* _Activity_
Only the lines from the one containing "pub fn snapshot(&self)" through the end of the entries should be repeated, exactly as they appear, first and last included.
....
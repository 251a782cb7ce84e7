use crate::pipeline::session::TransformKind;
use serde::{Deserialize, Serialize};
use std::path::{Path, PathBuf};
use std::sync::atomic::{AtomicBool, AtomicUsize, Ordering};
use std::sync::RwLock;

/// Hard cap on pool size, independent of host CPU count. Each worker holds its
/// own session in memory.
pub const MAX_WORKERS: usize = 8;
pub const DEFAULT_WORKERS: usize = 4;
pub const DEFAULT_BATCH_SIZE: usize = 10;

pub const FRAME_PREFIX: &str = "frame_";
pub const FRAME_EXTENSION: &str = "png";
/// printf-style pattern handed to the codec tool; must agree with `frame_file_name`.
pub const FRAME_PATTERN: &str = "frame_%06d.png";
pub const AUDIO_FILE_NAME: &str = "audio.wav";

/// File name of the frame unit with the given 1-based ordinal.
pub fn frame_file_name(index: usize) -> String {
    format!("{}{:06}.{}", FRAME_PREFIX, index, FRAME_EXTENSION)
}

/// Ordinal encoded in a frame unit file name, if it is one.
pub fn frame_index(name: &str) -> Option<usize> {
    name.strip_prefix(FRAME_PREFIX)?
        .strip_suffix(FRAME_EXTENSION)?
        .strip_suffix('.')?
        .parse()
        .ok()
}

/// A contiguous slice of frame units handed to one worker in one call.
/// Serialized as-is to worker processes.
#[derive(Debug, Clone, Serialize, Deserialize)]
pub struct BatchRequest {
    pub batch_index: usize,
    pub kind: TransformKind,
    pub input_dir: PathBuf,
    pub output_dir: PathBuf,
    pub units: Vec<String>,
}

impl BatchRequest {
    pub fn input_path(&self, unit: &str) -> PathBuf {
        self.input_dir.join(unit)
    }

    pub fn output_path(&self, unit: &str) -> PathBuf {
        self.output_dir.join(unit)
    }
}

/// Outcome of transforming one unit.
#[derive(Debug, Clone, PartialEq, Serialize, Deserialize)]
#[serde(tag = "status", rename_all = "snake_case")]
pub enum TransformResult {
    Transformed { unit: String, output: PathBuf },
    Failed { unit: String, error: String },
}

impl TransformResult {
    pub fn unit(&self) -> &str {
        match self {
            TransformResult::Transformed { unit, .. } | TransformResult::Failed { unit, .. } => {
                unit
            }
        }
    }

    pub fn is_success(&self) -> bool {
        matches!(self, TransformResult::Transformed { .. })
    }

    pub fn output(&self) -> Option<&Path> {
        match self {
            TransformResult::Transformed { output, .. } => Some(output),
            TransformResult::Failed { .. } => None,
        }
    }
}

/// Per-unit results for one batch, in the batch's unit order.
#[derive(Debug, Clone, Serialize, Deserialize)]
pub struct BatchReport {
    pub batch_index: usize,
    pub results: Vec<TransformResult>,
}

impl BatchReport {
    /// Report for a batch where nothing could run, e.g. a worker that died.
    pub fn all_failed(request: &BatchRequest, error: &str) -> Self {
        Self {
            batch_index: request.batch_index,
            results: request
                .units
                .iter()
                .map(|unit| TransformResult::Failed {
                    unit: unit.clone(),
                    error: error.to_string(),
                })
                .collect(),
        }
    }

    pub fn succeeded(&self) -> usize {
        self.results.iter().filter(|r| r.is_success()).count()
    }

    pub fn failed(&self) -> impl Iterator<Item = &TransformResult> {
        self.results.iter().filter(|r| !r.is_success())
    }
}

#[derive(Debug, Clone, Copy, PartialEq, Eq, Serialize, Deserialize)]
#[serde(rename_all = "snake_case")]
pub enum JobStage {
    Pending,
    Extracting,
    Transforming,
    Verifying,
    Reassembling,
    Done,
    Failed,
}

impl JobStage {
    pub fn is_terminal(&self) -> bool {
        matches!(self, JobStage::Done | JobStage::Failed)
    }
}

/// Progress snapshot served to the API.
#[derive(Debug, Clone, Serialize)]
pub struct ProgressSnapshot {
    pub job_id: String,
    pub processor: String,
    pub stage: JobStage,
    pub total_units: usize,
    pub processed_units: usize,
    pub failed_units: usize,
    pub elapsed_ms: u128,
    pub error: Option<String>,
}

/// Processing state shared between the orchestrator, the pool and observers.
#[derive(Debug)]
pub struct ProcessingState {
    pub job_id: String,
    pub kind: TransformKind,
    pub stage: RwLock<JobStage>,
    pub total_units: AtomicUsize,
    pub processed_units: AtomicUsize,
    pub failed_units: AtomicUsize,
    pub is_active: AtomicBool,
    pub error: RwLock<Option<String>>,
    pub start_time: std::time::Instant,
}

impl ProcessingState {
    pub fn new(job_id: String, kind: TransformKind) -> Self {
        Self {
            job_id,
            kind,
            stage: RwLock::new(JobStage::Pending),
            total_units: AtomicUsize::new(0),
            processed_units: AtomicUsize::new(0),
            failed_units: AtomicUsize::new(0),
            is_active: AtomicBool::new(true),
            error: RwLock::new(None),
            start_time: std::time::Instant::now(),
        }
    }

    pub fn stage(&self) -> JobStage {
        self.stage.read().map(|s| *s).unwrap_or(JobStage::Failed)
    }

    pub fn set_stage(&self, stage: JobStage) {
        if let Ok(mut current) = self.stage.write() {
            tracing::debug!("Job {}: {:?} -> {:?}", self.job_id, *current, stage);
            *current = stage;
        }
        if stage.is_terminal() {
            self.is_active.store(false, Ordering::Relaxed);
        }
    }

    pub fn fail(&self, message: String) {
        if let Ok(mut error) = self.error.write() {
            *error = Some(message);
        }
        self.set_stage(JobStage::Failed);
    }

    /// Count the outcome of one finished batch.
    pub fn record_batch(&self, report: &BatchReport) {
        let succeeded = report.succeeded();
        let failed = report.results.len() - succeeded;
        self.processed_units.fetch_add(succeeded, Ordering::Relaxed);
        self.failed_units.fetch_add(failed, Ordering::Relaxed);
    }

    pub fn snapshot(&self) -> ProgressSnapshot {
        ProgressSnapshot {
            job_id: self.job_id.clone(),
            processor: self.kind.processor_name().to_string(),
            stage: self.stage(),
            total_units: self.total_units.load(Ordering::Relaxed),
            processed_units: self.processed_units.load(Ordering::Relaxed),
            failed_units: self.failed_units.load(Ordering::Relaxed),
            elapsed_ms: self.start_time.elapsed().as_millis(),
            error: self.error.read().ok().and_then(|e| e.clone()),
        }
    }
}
....
* _Exercise response_
    pub fn snapshot(&self) -> ProgressSnapshot {
        ProgressSnapshot {
            job_id: self.job_id.clone(),
            processor: self.kind.processor_name().to_string(),
            stage: self.stage(),
            total_units: self.total_units.load(Ordering::Relaxed),
            processed_units: self.processed_units.load(Ordering::Relaxed),
            failed_units: self.failed_units.load(Ordering::Relaxed),
            elapsed_ms: self.start_time.elapsed().as_millis(),
            error: self.error.read().ok().and_then(|e| e.clone()),
        }
    }
}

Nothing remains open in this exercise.